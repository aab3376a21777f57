//! Display-only currency conversion
//!
//! All computation happens in BRL. Conversion to USD is applied to finished
//! numbers when they are shown or exported.

use serde::{Deserialize, Serialize};

use crate::error::{Result, SimulationError};

/// Default exchange rate (BRL per USD)
pub const DEFAULT_EXCHANGE_RATE: f64 = 5.50;

#[derive(Debug, Clone, Copy, PartialEq, Eq, Default, Serialize, Deserialize)]
#[serde(rename_all = "UPPERCASE")]
pub enum Currency {
    /// Brazilian real (canonical)
    #[default]
    Brl,
    /// US dollar
    Usd,
}

impl Currency {
    pub fn symbol(&self) -> &'static str {
        match self {
            Currency::Brl => "R$",
            Currency::Usd => "US$",
        }
    }

    pub fn code(&self) -> &'static str {
        match self {
            Currency::Brl => "BRL",
            Currency::Usd => "USD",
        }
    }
}

/// Currency chosen for presentation plus the rate used to get there
#[derive(Debug, Clone, Copy, PartialEq, Serialize, Deserialize)]
pub struct CurrencyDisplay {
    pub currency: Currency,
    /// BRL per USD; ignored for BRL display
    pub exchange_rate: f64,
}

impl CurrencyDisplay {
    pub fn brl() -> Self {
        Self {
            currency: Currency::Brl,
            exchange_rate: 1.0,
        }
    }

    pub fn usd(exchange_rate: f64) -> Result<Self> {
        if !exchange_rate.is_finite() || exchange_rate <= 0.0 {
            return Err(SimulationError::invalid(
                "exchange_rate",
                format!("must be a positive number, got {}", exchange_rate),
            ));
        }
        Ok(Self {
            currency: Currency::Usd,
            exchange_rate,
        })
    }

    pub fn new(currency: Currency, exchange_rate: f64) -> Result<Self> {
        match currency {
            Currency::Brl => Ok(Self::brl()),
            Currency::Usd => Self::usd(exchange_rate),
        }
    }

    /// Convert a BRL amount to the display currency
    pub fn convert(&self, brl: f64) -> f64 {
        match self.currency {
            Currency::Brl => brl,
            Currency::Usd => brl / self.exchange_rate,
        }
    }

    /// Convert a display-currency amount back to BRL
    pub fn to_canonical(&self, amount: f64) -> f64 {
        match self.currency {
            Currency::Brl => amount,
            Currency::Usd => amount * self.exchange_rate,
        }
    }

    /// Format a BRL amount as e.g. `R$ 1,234.56` or `US$ 224.47`
    pub fn format(&self, brl: f64) -> String {
        format!("{} {}", self.currency.symbol(), group_thousands(self.convert(brl)))
    }
}

impl Default for CurrencyDisplay {
    fn default() -> Self {
        Self::brl()
    }
}

/// Two decimals with comma thousands separators
fn group_thousands(value: f64) -> String {
    let formatted = format!("{:.2}", value.abs());
    let (int_part, frac_part) = formatted.split_once('.').unwrap_or((formatted.as_str(), "00"));

    let mut grouped = String::with_capacity(int_part.len() + int_part.len() / 3);
    for (i, ch) in int_part.chars().enumerate() {
        if i > 0 && (int_part.len() - i) % 3 == 0 {
            grouped.push(',');
        }
        grouped.push(ch);
    }

    let sign = if value < 0.0 && formatted != "0.00" { "-" } else { "" };
    format!("{}{}.{}", sign, grouped, frac_part)
}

## WHAT IS NEEDED
The lines beginning with the one that holds "grouped.push(',');" and ending with the last line of the data above are to be reproduced exactly, and nothing else.

## RESPONSE AREA
            grouped.push(',');
        }
        grouped.push(ch);
    }

    let sign = if value < 0.0 && formatted != "0.00" { "-" } else { "" };
    format!("{}{}.{}", sign, grouped, frac_part)
}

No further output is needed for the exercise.